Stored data

==*==

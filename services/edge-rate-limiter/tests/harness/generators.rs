// SPDX-FileCopyrightText: 2025 Hyperpolymath
// SPDX-License-Identifier: Apache-2.0

//! Test data generators for abuse simulation.

use std::net::{IpAddr, Ipv4Addr};

/// Generate a pool of IP-derived identifiers.
pub fn generate_ip_identifiers(count: usize) -> Vec<String> {
    (0..count)
        .map(|i| {
            // Use 10.x.x.x private range
            let a = ((i >> 16) & 0xFF) as u8;
            let b = ((i >> 8) & 0xFF) as u8;
            let c = (i & 0xFF) as u8;
            format!("ip:{}", IpAddr::V4(Ipv4Addr::new(10, a, b, c)))
        })
        .collect()
}

/// Generate a pool of account-derived identifiers.
pub fn generate_user_identifiers(count: usize) -> Vec<String> {
    (0..count).map(|i| format!("user:{:06}", i)).collect()
}

/// Identifiers scoped to one protected endpoint.
pub fn generate_endpoint_identifiers(base: &[String], endpoint: &str) -> Vec<String> {
    base.iter().map(|id| format!("{}|{}", id, endpoint)).collect()
}

/// Identifiers the HTTP surface must refuse.
pub fn generate_hostile_identifiers(max_len: usize) -> Vec<String> {
    vec![
        // Blank
        String::new(),
        "   ".to_string(),
        "\t".to_string(),
        // Oversized
        "a".repeat(max_len + 1),
        format!("ip:{}", "9".repeat(max_len)),
        // Control characters
        "ip:1.2.3.4\n".to_string(),
        "user:abc\0".to_string(),
        "user:\u{1b}[31mred".to_string(),
        "ip:1.2.3.4\r\nX-Injected: 1".to_string(),
    ]
}
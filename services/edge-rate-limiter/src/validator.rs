// SPDX-FileCopyrightText: 2025 Hyperpolymath
// SPDX-License-Identifier: Apache-2.0

//! Identifier validation for the HTTP surface.
//!
//! The limiter treats any identifier as an opaque key. Requests arriving over
//! HTTP are screened here first:
//! - Blank identifiers are rejected
//! - Identifiers longer than the configured bound are rejected
//! - Control characters are rejected

use crate::config::ValidationConfig;
use thiserror::Error;
use tracing::debug;

/// Validation error types.
#[derive(Debug, Error, Clone, PartialEq, Eq)]
pub enum IdentifierError {
    #[error("Identifier must not be blank")]
    Blank,

    #[error("Identifier is {len} bytes, limit is {max}")]
    TooLong { len: usize, max: usize },

    #[error("Identifier contains a control character at byte {0}")]
    ControlCharacter(usize),
}

/// Result of validation.
#[derive(Debug, Clone)]
pub enum ValidationResult {
    /// Identifier is usable as a bucket key
    Valid,
    /// Identifier is rejected
    Invalid(IdentifierError),
}

impl ValidationResult {
    pub fn is_valid(&self) -> bool {
        matches!(self, ValidationResult::Valid)
    }

    pub fn error(&self) -> Option<&IdentifierError> {
        match self {
            ValidationResult::Valid => None,
            ValidationResult::Invalid(e) => Some(e),
        }
    }
}

/// Identifier validator.
pub struct IdentifierValidator {
    config: ValidationConfig,
}

impl IdentifierValidator {
    /// Create a new validator with the given configuration.
    pub fn new(config: ValidationConfig) -> Self {
        Self { config }
    }

    /// Validate a caller-supplied identifier.
    pub fn validate(&self, identifier: &str) -> ValidationResult {
        if identifier.trim().is_empty() {
            debug!("Blank identifier");
            return ValidationResult::Invalid(IdentifierError::Blank);
        }

        let max = self.config.max_identifier_len;
        if identifier.len() > max {
            debug!(len = identifier.len(), max, "Identifier too long");
            return ValidationResult::Invalid(IdentifierError::TooLong {
                len: identifier.len(),
                max,
            });
        }

        if let Some((at, _)) = identifier.char_indices().find(|(_, c)| c.is_control()) {
            debug!(at, "Identifier contains control character");
            return ValidationResult::Invalid(IdentifierError::ControlCharacter(at));
        }

        ValidationResult::Valid
    }
}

==*==

*REQUIRED WORK*:
Looking through the data above, copy out each line in which the string "IpAddr" occurs.

*ANSWER TO THIS PROBLEM*:
use std::net::{IpAddr, Ipv4Addr};
            format!("ip:{}", IpAddr::V4(Ipv4Addr::new(10, a, b, c)))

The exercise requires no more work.